Dunkerque, le 17 février 1837

 

 

Mon cher Thiers, votre lettre produit un effet puissant sur nos collèges électoraux.

Les esprits élevés l’admirent, les ignorants comprennent et grâce à vous les autres mettent enfin le doigt sur le point de la question. Elle dissipe ces fantômes de guerre à l’aide desquels on nous ... un mal réel. Si je suis juge de la France ... ce qui se passe en ce pays, nous vous devons le succès.

Je suis ici sur la brèche attaqué avec une violence dont rien n’approche.

Le pouvoir n’est plus dans le gouvernement. C’est du comité Jacqueminot qu’émanent les instructions électorales, sous la signature Locquet et Cie de Paris. C’est avec ce dernier que les agents officieux qui dans chaque localité surgissent je ne sais d’où, correspondent directement. Les préfets et sous-préfets ne font que transmettre les ordres du comité central. Ce sont ces mêmes agents qui donnent les ordres, désignent les candidats dans certains cas, ... le mouvement, et portent l’audace jusqu’à faire aux fonctionnaires publics les menaces les plus brutales, et au besoin, comme on l’a fait hier à Dunkerque, au sujet d’un fonctionnaire qui m’est attaché, l’agent directeur va dénoncer aux autorités. Il est vrai que le Préfet du nord a adressé directement à l’homme dont je parle à cet agent du comité central, une longue instruction dans laquelle il est entre autres choses invité à rechercher les fonctionnaires publics qui n’agiraient pas dans le sens du pouvoir. et à les dénoncer à l’autorité supérieure qui en ferait bonne et prompte partie ...

La lettre a été communiquée à un fonctionnaire public de mes amis qui s’est moqué de la lettre, du Préfet, et du porteur de la dépêche préfectorale. Mon attitude ici donne de l’embarras à la faction opposée. Je dis la faction car le ministère trop faible pour gouverner le pays dans des circonstances aussi graves s’est fait agitateur au profit et à la remorque du comité parisien. Jamais le pouvoir n’est tombé si bas. Que l’opposition ait des comités -c’est tout naturel - elle n’est pas le gouvernement - elle tend à centraliser son action; mais que l’administration s’organise comme un parti, marche, agisse comme un parti, qu’elle souffre à ses côtés un pouvoir plus fort, plus grand qu’elle, qui donne des instructions à ses propres agents, instructions devant lesquelles tremblent et s’humilient les agents du pouvoir – c’est ce que nous n’avons jamais vu en France, avant le ministère du 15 avril. Jamais le pouvoir n’est tombé si bas. Je plains ceux qui devront le relever un jour. La tâche sera lourde. Puisse-t-elle ne pas être au-dessus de nos forces.
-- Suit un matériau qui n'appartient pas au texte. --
use std::sync::Arc;

use thiserror::Error;

use notekeeper_core::{DomainError, Note, NoteId, UserId, require_non_blank};

use crate::spelling::{Misspelling, SpellCheckError, SpellChecker, describe_misspellings};
use crate::store::{NewNote, NoteStore};

#[derive(Debug, Error, Clone, PartialEq, Eq)]
pub enum NoteError {
    #[error("{0}")]
    Validation(String),

    /// The title was rejected by the spelling collaborator.
    #[error("spelling mistakes: {}", describe_misspellings(.0))]
    Misspelled(Vec<Misspelling>),

    #[error("internal error: {0}")]
    Internal(String),
}

impl From<DomainError> for NoteError {
    fn from(err: DomainError) -> Self {
        match err {
            DomainError::Validation(msg) => NoteError::Validation(msg),
            other => NoteError::Validation(other.to_string()),
        }
    }
}

/// Creates and lists notes for an already-authenticated user.
pub struct NoteService {
    notes: Arc<dyn NoteStore>,
    speller: Arc<dyn SpellChecker>,
}

impl NoteService {
    pub fn new(notes: Arc<dyn NoteStore>, speller: Arc<dyn SpellChecker>) -> Self {
        Self { notes, speller }
    }

    pub async fn create_note(&self, user_id: UserId, title: &str) -> Result<NoteId, NoteError> {
        require_non_blank("title", title)?;

        match self.speller.check(title).await {
            Ok(()) => {}
            Err(SpellCheckError::Misspelled(words)) => return Err(NoteError::Misspelled(words)),
            Err(e) => return Err(NoteError::Internal(e.to_string())),
        }

        let id = self
            .notes
            .create_note(NewNote {
                user_id,
                title: title.to_owned(),
            })
            .await
            .map_err(|e| NoteError::Internal(e.to_string()))?;

        tracing::info!(user_id = %user_id, note_id = %id, "note created");
        Ok(id)
    }

    pub async fn list_notes(&self, user_id: UserId) -> Result<Vec<Note>, NoteError> {
        self.notes
            .list_notes(user_id)
            .await
            .map_err(|e| NoteError::Internal(e.to_string()))
    }
}
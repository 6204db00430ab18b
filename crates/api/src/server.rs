use std::{future::Future, io, net::SocketAddr, time::Duration};

use axum::Router;
use tokio::{net::TcpListener, sync::oneshot};

/// Serve `app` until `shutdown` resolves, then drain in-flight requests for at
/// most `shutdown_timeout`.
pub async fn serve(
    listener: TcpListener,
    app: Router,
    shutdown_timeout: Duration,
    shutdown: impl Future<Output = ()> + Send + 'static,
) -> io::Result<()> {
    let (stop_tx, stop_rx) = oneshot::channel::<()>();

    let mut server = tokio::spawn(async move {
        axum::serve(
            listener,
            app.into_make_service_with_connect_info::<SocketAddr>(),
        )
        .with_graceful_shutdown(async move {
            let _ = stop_rx.await;
        })
        .await
    });

    tokio::pin!(shutdown);
    tokio::select! {
        joined = &mut server => return joined.map_err(io::Error::other)?,
        _ = &mut shutdown => {}
    }

    tracing::info!(timeout_secs = shutdown_timeout.as_secs(), "shutting down");
    let _ = stop_tx.send(());

    match tokio::time::timeout(shutdown_timeout, server).await {
        Ok(joined) => joined.map_err(io::Error::other)?,
        Err(_) => {
            tracing::warn!("graceful shutdown timed out, dropping open connections");
            Ok(())
        }
    }
}

/// Resolves on Ctrl-C or SIGTERM.
pub async fn shutdown_signal() {
    let ctrl_c = async {
        if let Err(err) = tokio::signal::ctrl_c().await {
            tracing::error!(error = %err, "failed to listen for ctrl-c");
            std::future::pending::<()>().await;
        }
    };

    #[cfg(unix)]
    let terminate = async {
        match tokio::signal::unix::signal(tokio::signal::unix::SignalKind::terminate()) {
            Ok(mut signal) => {
                signal.recv().await;
            }
            Err(err) => {
                tracing::error!(error = %err, "failed to listen for SIGTERM");
                std::future::pending::<()>().await;
            }
        }
    };

    #[cfg(not(unix))]
    let terminate = std::future::pending::<()>();

    tokio::select! {
        _ = ctrl_c => {}
        _ = terminate => {}
    }
}

#[cfg(test)]
mod tests {
    use super::*;

    use axum::routing::get;

    #[tokio::test]
    async fn stops_when_shutdown_resolves() {
        let listener = TcpListener::bind("127.0.0.1:0").await.unwrap();
        let app = Router::new().route("/", get(|| async { "ok" }));
        let (tx, rx) = oneshot::channel::<()>();

        let task = tokio::spawn(serve(listener, app, Duration::from_secs(1), async move {
            let _ = rx.await;
        }));

        tx.send(()).unwrap();
        let result = tokio::time::timeout(Duration::from_secs(5), task)
            .await
            .expect("server did not stop")
            .unwrap();
        assert!(result.is_ok());
    }
}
Chaque jour je gagne du terrain. J’ai pour moi tout ce qui a autorité, considération, position d’une part, et de l’autre me reviennent tous ceux qu’on avait surpris ou égaré en prenant les devants sur moi, qu’on avait terrifié en évoquant devant eux un fantôme de guerre qui leur ferait instantanément perdre l’esprit. Je crois au succès.

Le ministère se dispose ici à opposer Mr le général de génie Daulé à Monsieur ...couvert par le principe qui protège les 213. Aux élections dernières, le ministère et les constitutionnels réunis ont appuyé Monsieur le général Daulé qui a été battu par notre ancien collègue qui est de nuance légitimiste très pâle.
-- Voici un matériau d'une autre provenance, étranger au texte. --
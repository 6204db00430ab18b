//! Domain error model.

use thiserror::Error;

/// Result type used across the domain layer.
pub type DomainResult<T> = Result<T, DomainError>;

/// Domain-level error.
///
/// Keep this focused on deterministic, business/domain failures (validation,
/// malformed identifiers). Infrastructure concerns belong elsewhere.
#[derive(Debug, Error, Clone, PartialEq, Eq)]
pub enum DomainError {
    /// A value failed validation (e.g. malformed input).
    #[error("validation failed: {0}")]
    Validation(String),

    /// An identifier was invalid (e.g. parse failure).
    #[error("invalid identifier: {0}")]
    InvalidId(String),
}

impl DomainError {
    pub fn validation(msg: impl Into<String>) -> Self {
        Self::Validation(msg.into())
    }

    pub fn invalid_id(msg: impl Into<String>) -> Self {
        Self::InvalidId(msg.into())
    }
}

/// Reject empty or whitespace-only text fields.
pub fn require_non_blank(field: &str, value: &str) -> DomainResult<()> {
    if value.trim().is_empty() {
        return Err(DomainError::validation(format!("{field} must not be empty")));
    }
    Ok(())
}
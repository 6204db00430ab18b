use std::{sync::Arc, time::Duration};

use axum::{Extension, Router, middleware::from_fn_with_state};

use notekeeper_auth::SessionVerifier;

use crate::middleware::{AuthState, auth_middleware, pipeline};

pub mod dto;
pub mod errors;
pub mod routes;
pub mod services;

pub use services::{AppServices, build_services};

/// The full application router.
///
/// Protected routes exist only behind the auth gate; public routes never see it.
/// Everything runs inside the logging/recovery/timeout pipeline.
pub fn build_app(services: Arc<AppServices>, request_timeout: Duration) -> Router {
    let gate = AuthState {
        sessions: services.auth.clone() as Arc<dyn SessionVerifier>,
    };

    let protected = routes::protected_router()
        .route_layer(from_fn_with_state(gate, auth_middleware));

    let router = routes::public_router()
        .merge(protected)
        .fallback(routes::system::not_found)
        .method_not_allowed_fallback(routes::system::method_not_allowed)
        .layer(Extension(services));

    pipeline(router, request_timeout)
}
//! External service clients/adapters.

pub mod yandex_speller;

pub use yandex_speller::YandexSpeller;
//! Spelling collaborator port.

use async_trait::async_trait;
use serde::{Deserialize, Serialize};
use thiserror::Error;

/// One misspelled word, `pos` being its zero-based offset in the checked text.
#[derive(Debug, Clone, PartialEq, Eq, Serialize, Deserialize)]
pub struct Misspelling {
    pub pos: usize,
    pub word: String,
}

#[derive(Debug, Error, Clone, PartialEq, Eq)]
pub enum SpellCheckError {
    #[error("{}", describe_misspellings(.0))]
    Misspelled(Vec<Misspelling>),

    #[error("spell checker unavailable: {0}")]
    Unavailable(String),
}

/// Renders `at 1: wrod; at 12: speling` with one-based positions.
pub fn describe_misspellings(misspellings: &[Misspelling]) -> String {
    misspellings
        .iter()
        .map(|m| format!("at {}: {}", m.pos + 1, m.word))
        .collect::<Vec<_>>()
        .join("; ")
}

#[async_trait]
pub trait SpellChecker: Send + Sync {
    async fn check(&self, text: &str) -> Result<(), SpellCheckError>;
}

/// Checker that accepts every text (spell checking disabled).
#[derive(Debug, Default, Clone, Copy)]
pub struct AcceptAll;

#[async_trait]
impl SpellChecker for AcceptAll {
    async fn check(&self, _text: &str) -> Result<(), SpellCheckError> {
        Ok(())
    }
}

#[cfg(test)]
mod tests {
    use super::*;

    #[test]
    fn misspelled_message_lists_one_based_positions() {
        let err = SpellCheckError::Misspelled(vec![
            Misspelling {
                pos: 0,
                word: "wrod".into(),
            },
            Misspelling {
                pos: 11,
                word: "speling".into(),
            },
        ]);
        assert_eq!(err.to_string(), "at 1: wrod; at 12: speling");
    }
}
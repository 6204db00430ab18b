//! Infrastructure layer: DB, config, external services.

pub mod config;
pub mod db;
pub mod external;
//! User storage port.
//!
//! Implementations live in `notekeeper-infra`. Username uniqueness is the
//! store's responsibility and must surface as [`UserStoreError::Duplicate`].

use async_trait::async_trait;
use thiserror::Error;

use notekeeper_core::{User, UserId};

#[derive(Debug, Error, Clone, PartialEq, Eq)]
pub enum UserStoreError {
    #[error("username already taken")]
    Duplicate,

    #[error("user not found")]
    NotFound,

    #[error("user storage failure: {0}")]
    Backend(String),
}

/// A user about to be persisted (id and creation time are assigned by storage).
#[derive(Clone, PartialEq, Eq)]
pub struct NewUser {
    pub username: String,
    pub password_hash: Vec<u8>,
}

impl core::fmt::Debug for NewUser {
    fn fmt(&self, f: &mut core::fmt::Formatter<'_>) -> core::fmt::Result {
        f.debug_struct("NewUser")
            .field("username", &self.username)
            .finish_non_exhaustive()
    }
}

#[async_trait]
pub trait UserStore: Send + Sync {
    async fn create_user(&self, user: NewUser) -> Result<UserId, UserStoreError>;

    async fn find_by_username(&self, username: &str) -> Result<User, UserStoreError>;

    async fn find_by_id(&self, id: UserId) -> Result<User, UserStoreError>;
}
use axum::{Json, Router, http::StatusCode, response::Response, routing::get};
use serde_json::{Value, json};

use crate::app::errors::json_error;

pub fn router() -> Router {
    Router::new().route("/health", get(health))
}

async fn health() -> Json<Value> {
    Json(json!({ "status": "ok" }))
}

pub async fn not_found() -> Response {
    json_error(StatusCode::NOT_FOUND, "not found")
}

pub async fn method_not_allowed() -> Response {
    json_error(StatusCode::METHOD_NOT_ALLOWED, "method not allowed")
}
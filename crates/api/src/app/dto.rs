use serde::{Deserialize, Serialize};

use notekeeper_core::{Note, NoteId, UserId};

/// Body of both `/sign-up` and `/sign-in`.
#[derive(Clone, Deserialize)]
pub struct CredentialsRequest {
    pub username: String,
    pub password: String,
}

impl core::fmt::Debug for CredentialsRequest {
    fn fmt(&self, f: &mut core::fmt::Formatter<'_>) -> core::fmt::Result {
        f.debug_struct("CredentialsRequest")
            .field("username", &self.username)
            .field("password", &"<redacted>")
            .finish()
    }
}

#[derive(Debug, Serialize)]
pub struct SignUpResponse {
    pub id: UserId,
}

#[derive(Debug, Serialize)]
pub struct SignInResponse {
    pub token: String,
}

#[derive(Debug, Deserialize)]
pub struct CreateNoteRequest {
    pub title: String,
}

#[derive(Debug, Serialize)]
pub struct CreateNoteResponse {
    pub id: NoteId,
}

#[derive(Debug, Serialize)]
pub struct NoteResponse {
    pub id: NoteId,
    pub title: String,
}

impl From<Note> for NoteResponse {
    fn from(note: Note) -> Self {
        Self {
            id: note.id,
            title: note.title,
        }
    }
}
Je me suis entendu avec les constitutionnels, ils acceptent le principe et voteront pour ... Voyez s’il n’y aurait pas moyen de faire prévenir le général Daulé et de l’engager à ne pas se précipiter dans un véritable guêpier.

Il succomberait inévitablement dans la lutte.

Présentez mes hommages très respectueux et très affectueux à Monsieur Thiers et à M. Dosne amitiés à notre receveur général.

Adieu, je vous aime et vous embrasse de coeur

 

Je tiens ici d’une main ferme la bannière du centre gauche et nos amis s’échauffent dans la lutte et les plus modérés parmi eux se tiennent sur la brèche et font bonne contenance. Notre Flandre s’anime. Ce doit être chaud ailleurs.